Negative Spec が効かない領域
Negative Spec は万能ではありません。私が現場で見ている限り、以下の領域には別の手段が必要です。
意図的な迂回への弱さ : Agent がプロンプトインジェクションを受けた場合、Negative Spec を「ユーザーの本意ではない」と解釈して無視するリスクがあります。これは外部から取得したテキスト(GitHub Issue, Slack の DM, 受信メール)を Agent が読むときに発生します。対策としては、外部ソース由来のコンテキストには独立した sandbox を割り当て、そこから Negative Spec の上書きはできないようにしています。Anthropic Skills の verification-before-completion の考え方を借りています。
読み取り禁止の表現が難しい : 「このファイルを読むこと自体を禁止したい」場合、Negative Spec では表現が弱くなります。これは OS レベルの権限分割(読み取り専用ユーザー、別 Mac での実行)の方が確実です。私は会計関連のファイルは別 Mac で扱っており、Agent 用のマシンには物理的に置いていません。
意味の経年劣化 : 「production のデータベース」のような表現は、半年経つと別のクラスタになっている可能性があります。FORBIDDEN.md は四半期に一度の見直しを _documents/ 配下の運用ドキュメントとセットで行うようにしています。
まずやってみる順序
これから Negative Spec を導入する場合、いきなり 12 カテゴリ書くのではなく、以下の順序で 1 週間ずつ進めるのを薦めます。
Day 1〜2 : FORBIDDEN.md を作って、認証・課金系の鍵だけ書く。subagent の bootstrap で読み込ませる。
Day 3〜5 : 公開済みアセットと CI/CD のカテゴリを追加。実際の Agent 作業ログを Antigravity Inspector で観察し、書き換え寸前で止まった行動を 3 件以上記録する。
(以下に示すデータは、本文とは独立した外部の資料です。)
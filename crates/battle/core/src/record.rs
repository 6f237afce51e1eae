//! PvP move records exchanged through the shared move log.
//!
//! A record carries the *post-step* values of every combatant the step
//! touched, so the receiving client re-derives state from reported values
//! instead of re-rolling.

use core::fmt;
use std::collections::BTreeSet;

use crate::combatant::{Combatant, CombatantId};
use crate::effects::ActiveEffect;
use crate::moves::MoveId;
use crate::stance::DefensiveStance;

#[derive(Clone, Debug, PartialEq, Eq, Hash, PartialOrd, Ord)]
#[cfg_attr(
    feature = "serde",
    derive(serde::Serialize, serde::Deserialize),
    serde(transparent)
)]
pub struct RecordId(pub String);

impl RecordId {
    pub fn new(id: impl Into<String>) -> Self {
        Self(id.into())
    }

    pub fn as_str(&self) -> &str {
        &self.0
    }
}

impl fmt::Display for RecordId {
    fn fmt(&self, f: &mut fmt::Formatter<'_>) -> fmt::Result {
        f.write_str(&self.0)
    }
}

/// Stance slot reported for a combatant.
#[derive(Clone, Debug, PartialEq, Eq)]
#[cfg_attr(
    feature = "serde",
    derive(serde::Serialize, serde::Deserialize),
    serde(rename_all = "snake_case")
)]
pub enum StanceState {
    Cleared,
    Held(DefensiveStance),
}

impl StanceState {
    pub fn into_stance(self) -> Option<DefensiveStance> {
        match self {
            StanceState::Cleared => None,
            StanceState::Held(stance) => Some(stance),
        }
    }
}

/// Absolute post-step values for one combatant. Missing fields are left alone.
///
/// `effects` is the whole ledger, not the entries added by the step, so the
/// receiver replaces its copy and ticks it on the owner's next turn.
#[derive(Clone, Debug, PartialEq, Eq)]
#[cfg_attr(feature = "serde", derive(serde::Serialize, serde::Deserialize))]
#[cfg_attr(feature = "serde", serde(default))]
pub struct CombatantDelta {
    pub combatant_id: CombatantId,
    pub health: Option<u32>,
    pub shield: Option<u32>,
    pub overshield: Option<u32>,
    pub power_points: Option<u32>,
    pub effects: Option<Vec<ActiveEffect>>,
    pub stance: Option<StanceState>,
}

impl CombatantDelta {
    pub fn capture(combatant: &Combatant) -> Self {
        Self {
            combatant_id: combatant.id.clone(),
            health: Some(combatant.health()),
            shield: Some(combatant.shield()),
            overshield: Some(combatant.overshield()),
            power_points: Some(combatant.power_points()),
            effects: Some(combatant.effects.iter().cloned().collect()),
            stance: Some(match &combatant.stance {
                Some(stance) => StanceState::Held(stance.clone()),
                None => StanceState::Cleared,
            }),
        }
    }

    pub fn is_empty(&self) -> bool {
        self.health.is_none()
            && self.shield.is_none()
            && self.overshield.is_none()
            && self.power_points.is_none()
            && self.effects.is_none()
            && self.stance.is_none()
    }
}

impl Default for CombatantDelta {
    fn default() -> Self {
        Self {
            combatant_id: CombatantId::new(""),
            health: None,
            shield: None,
            overshield: None,
            power_points: None,
            effects: None,
            stance: None,
        }
    }
}

/// One resolved step, as appended to the move log.
#[derive(Clone, Debug, PartialEq, Eq)]
#[cfg_attr(feature = "serde", derive(serde::Serialize, serde::Deserialize))]
#[cfg_attr(feature = "serde", serde(default))]
pub struct MoveRecord {
    pub id: RecordId,
    pub room_id: String,
    pub actor_id: CombatantId,
    pub move_id: Option<MoveId>,
    pub turn_number: u32,
    pub deltas: Vec<CombatantDelta>,
    pub log_lines: Vec<String>,
    /// Clients that have applied this record. Only ever grows.
    pub processed_by: BTreeSet<String>,
    /// Assigned by the store on append; orders records across clients.
    pub timestamp: u64,
}

impl MoveRecord {
    pub fn is_processed_by(&self, client: &str) -> bool {
        self.processed_by.contains(client)
    }

    pub fn mark_processed(&mut self, client: &str) -> bool {
        self.processed_by.insert(client.to_owned())
    }

    /// A record with nothing to apply and nothing to show.
    pub fn is_malformed(&self) -> bool {
        self.deltas.iter().all(CombatantDelta::is_empty) && self.log_lines.is_empty()
    }
}

impl Default for MoveRecord {
    fn default() -> Self {
        Self {
            id: RecordId::new(""),
            room_id: String::new(),
            actor_id: CombatantId::new(""),
            move_id: None,
            turn_number: 0,
            deltas: Vec::new(),
            log_lines: Vec::new(),
            processed_by: BTreeSet::new(),
            timestamp: 0,
        }
    }
}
Day 6〜10 : 法務・契約系を追加。同時に Background Agent への再注入スクリプトを cron に登録。
Day 11〜14 : App Store メタデータ・プッシュ通知を追加。ここで一度、自分の手で禁止行動を試して、本当に止まるかを検証する。
以降 : 月次の運用レビューで、誤検知・見落としを反映してカテゴリを微調整。
私は最初の週末に半日かけて 12 カテゴリ書き切ろうとして、Agent が読み飛ばす状態を作ってしまいました。段階導入の方が確実に効きます。
次にやるべきこと
Negative Spec は、Agent に裁量を渡すと決めた瞬間から、一緒に書き始めるべきドキュメントです。AGENTS.md だけで運用している方は、まず認証鍵カテゴリだけの 10 行の FORBIDDEN.md をリポジトリのルートに置いて、subagent に読み込ませる順序を試してみてください。1 件目の「危なかった」が観測できれば、その時点で投資は回収できます。